That article seems to be overreaching about what's 'killing' industries a
little bit. The industry that's _really_ in trouble is the diamond industry.
That industry wasn't mentioned anywhere except a tweet which was dismissed[1]

There are downsides (apart from being expensive of course) like forced labor
in Botswana, etc. Even if they are specifically advertised as not Blood
Diamonds, people just want to get away from that industry. Mossanite is an
alternative that is getting popular.

This might seem like a very small thing to care about, but I'll say it has
wide ranging ripple effects.

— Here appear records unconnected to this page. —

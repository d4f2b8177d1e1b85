//! Stage games: the per-state Q tables a game backup operator works on

use ndarray::Array2;

use dynaplan_core::{PlanningError, Result};

/// Q-values of every agent for every joint action in one state
///
/// Joint actions are indexed with the first agent's action varying
/// slowest, matching [`crate::joint::cartesian_product`].
#[derive(Debug, Clone, PartialEq)]
pub struct StageGame {
    action_counts: Vec<usize>,
    q: Vec<Vec<f64>>,
}

impl StageGame {
    /// Create a stage game from per-agent action counts and per-agent Q rows
    pub fn new(action_counts: Vec<usize>, q: Vec<Vec<f64>>) -> Result<Self> {
        if action_counts.len() != q.len() {
            return Err(PlanningError::AgentCount {
                expected: action_counts.len(),
                actual: q.len(),
            });
        }
        let joint: usize = action_counts.iter().product();
        if joint == 0 {
            return Err(PlanningError::Model("an agent has no applicable actions".to_string()));
        }
        if let Some(row) = q.iter().find(|row| row.len() != joint) {
            return Err(PlanningError::Model(format!(
                "expected {joint} joint Q-values per agent, got {}",
                row.len()
            )));
        }
        Ok(Self { action_counts, q })
    }

    /// Two-agent stage game from payoff matrices indexed `[row action][column action]`
    pub fn from_matrices(row_q: &Array2<f64>, col_q: &Array2<f64>) -> Result<Self> {
        if row_q.dim() != col_q.dim() {
            return Err(PlanningError::Model("payoff matrices differ in shape".to_string()));
        }
        let (rows, cols) = row_q.dim();
        Self::new(
            vec![rows, cols],
            vec![row_q.iter().copied().collect(), col_q.iter().copied().collect()],
        )
    }

    /// Number of agents
    #[must_use]
    pub fn num_agents(&self) -> usize {
        self.action_counts.len()
    }

    /// Number of actions of each agent
    #[must_use]
    pub fn action_counts(&self) -> &[usize] {
        &self.action_counts
    }

    /// Number of joint actions
    #[must_use]
    pub fn num_joint_actions(&self) -> usize {
        self.action_counts.iter().product()
    }

    /// Q-values of an agent over all joint actions
    pub fn q(&self, agent: usize) -> Result<&[f64]> {
        self.q.get(agent).map(Vec::as_slice).ok_or(PlanningError::AgentCount {
            expected: agent + 1,
            actual: self.num_agents(),
        })
    }

    /// Joint index of per-agent action indices
    #[must_use]
    pub fn joint_index(&self, indices: &[usize]) -> usize {
        indices
            .iter()
            .zip(&self.action_counts)
            .fold(0, |acc, (i, n)| acc * n + i)
    }

    /// Largest Q-value of an agent
    pub fn max_q(&self, agent: usize) -> Result<f64> {
        Ok(self.q(agent)?.iter().copied().fold(f64::NEG_INFINITY, f64::max))
    }

    /// Fail unless exactly two agents take part
    pub fn require_two_agents(&self) -> Result<()> {
        if self.num_agents() == 2 {
            Ok(())
        } else {
            Err(PlanningError::AgentCount {
                expected: 2,
                actual: self.num_agents(),
            })
        }
    }

    /// Payoff matrix of `agent` with `row_agent`'s actions as rows
    pub fn payoff_matrix(&self, agent: usize, row_agent: usize) -> Result<Array2<f64>> {
        self.require_two_agents()?;
        if row_agent > 1 {
            return Err(PlanningError::AgentCount {
                expected: 2,
                actual: row_agent + 1,
            });
        }
        let q = self.q(agent)?;
        let col_agent = 1 - row_agent;
        let (rows, cols) = (self.action_counts[row_agent], self.action_counts[col_agent]);
        Ok(Array2::from_shape_fn((rows, cols), |(i, j)| {
            let mut indices = [0; 2];
            indices[row_agent] = i;
            indices[col_agent] = j;
            q[self.joint_index(&indices)]
        }))
    }
}

#[cfg(test)]
mod tests {
    use super::*;
    use ndarray::array;

    #[test]
    fn test_payoff_matrix_orientation() {
        let row = array![[1.0, 2.0, 3.0], [4.0, 5.0, 6.0]];
        let col = array![[-1.0, -2.0, -3.0], [-4.0, -5.0, -6.0]];
        let stage = StageGame::from_matrices(&row, &col).unwrap();

        assert_eq!(stage.num_joint_actions(), 6);
        assert_eq!(stage.joint_index(&[1, 2]), 5);
        assert_eq!(stage.payoff_matrix(0, 0).unwrap(), row);
        assert_eq!(stage.payoff_matrix(1, 1).unwrap(), col.t().to_owned());
        assert_eq!(stage.max_q(1).unwrap(), -1.0);
    }

    #[test]
    fn test_shape_validation() {
        assert!(StageGame::new(vec![2, 2], vec![vec![0.0; 4]]).is_err());
        assert!(StageGame::new(vec![2, 2], vec![vec![0.0; 4], vec![0.0; 3]]).is_err());
        let three = StageGame::new(vec![1, 1, 1], vec![vec![0.0]; 3]).unwrap();
        assert!(matches!(
            three.payoff_matrix(0, 0),
            Err(PlanningError::AgentCount { expected: 2, actual: 3 })
        ));
    }
}
//! State handles and state hashing
//!
//! Planners never key their tables on raw states. Every state is first
//! mapped to a canonical handle by a [`StateHashing`] implementation, and
//! two states are the same planning state exactly when their handles are
//! equal.

use std::fmt::Debug;
use std::hash::Hash;

/// Trait for states a planner can reason about
pub trait State: Clone + Debug {}

impl<T: Clone + Debug> State for T {}

/// Maps states to canonical handles with value-equality semantics
pub trait StateHashing<S> {
    /// Canonical handle type
    type Handle: Clone + Eq + Hash + Debug;

    /// Produce the canonical handle for a state
    fn hash_state(&self, state: &S) -> Self::Handle;
}

impl<S, H: StateHashing<S> + ?Sized> StateHashing<S> for &H {
    type Handle = H::Handle;

    fn hash_state(&self, state: &S) -> Self::Handle {
        (**self).hash_state(state)
    }
}

/// Uses the state itself as its handle
#[derive(Debug, Clone, Copy, Default, PartialEq, Eq)]
pub struct IdentityHashing;

impl<S: Clone + Eq + Hash + Debug> StateHashing<S> for IdentityHashing {
    type Handle = S;

    fn hash_state(&self, state: &S) -> S {
        state.clone()
    }
}

/// Hashes states through a key-extraction function
///
/// Useful when only part of a state matters for planning, e.g. ignoring a
/// step counter that the model carries for bookkeeping.
#[derive(Clone, Copy)]
pub struct KeyHashing<F>(pub F);

impl<F> KeyHashing<F> {
    /// Create a hashing scheme from a key function
    pub fn new(key: F) -> Self {
        Self(key)
    }
}

impl<S, K, F> StateHashing<S> for KeyHashing<F>
where
    F: Fn(&S) -> K,
    K: Clone + Eq + Hash + Debug,
{
    type Handle = K;

    fn hash_state(&self, state: &S) -> K {
        (self.0)(state)
    }
}

impl<F> Debug for KeyHashing<F> {
    fn fmt(&self, f: &mut std::fmt::Formatter<'_>) -> std::fmt::Result {
        f.write_str("KeyHashing")
    }
}

#[cfg(test)]
mod tests {
    use super::*;

    #[derive(Debug, Clone, PartialEq)]
    struct Counted {
        cell: (i32, i32),
        steps: u32,
    }

    #[test]
    fn test_identity_hashing_uses_value_equality() {
        let hashing = IdentityHashing;
        assert_eq!(hashing.hash_state(&(1, 2)), hashing.hash_state(&(1, 2)));
        assert_ne!(hashing.hash_state(&(1, 2)), hashing.hash_state(&(2, 1)));
    }

    #[test]
    fn test_key_hashing_ignores_unkeyed_fields() {
        let hashing = KeyHashing::new(|s: &Counted| s.cell);
        let a = Counted { cell: (0, 3), steps: 1 };
        let b = Counted { cell: (0, 3), steps: 9 };
        assert_eq!(hashing.hash_state(&a), hashing.hash_state(&b));
    }
}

Millions of people depend on the unreasonable
margin that diamonds provide, ranging from specialists to the stores that
litter every single town because of course, people _had_ to have a diamond
shop. That was more important, than say, a blood bank. On first look, it might
not seem economically feasible, but just the absurd lengths people go through
to pay for that one diamond keeps the industry alive -- and thriving. Culture
is the _only_ thing to blame (or thank)

On the flip side of the unemployment that will be caused in developed
countries, you have to consider the sheer amount of labor that is put (or
forced) in Africa. Because of the value of diamonds, many were forced into
labor and that will hopefully go down.

[1]:[https://twitter.com/UweBollocks/status/748679268599758848](https://twitter.com/UweBollocks/status/748679268599758848)
\- this tweet was embedded in the article. Shame that it wasn't talked about
in detail

PS: I'd recommend the movie Blood Diamond

[http://www.imdb.com/title/tt0450259/](http://www.imdb.com/title/tt0450259/)

------
marcosdumay
And inflict myself transaction inefficiencies every time I want to do
anything?

It's hard enough to get enough time to do something, imagine requiring that
time to be in commercial hours, prefaced by a drive or walk somewhere, a talk
with somebody, then postfaced by the same. And then you forgot something...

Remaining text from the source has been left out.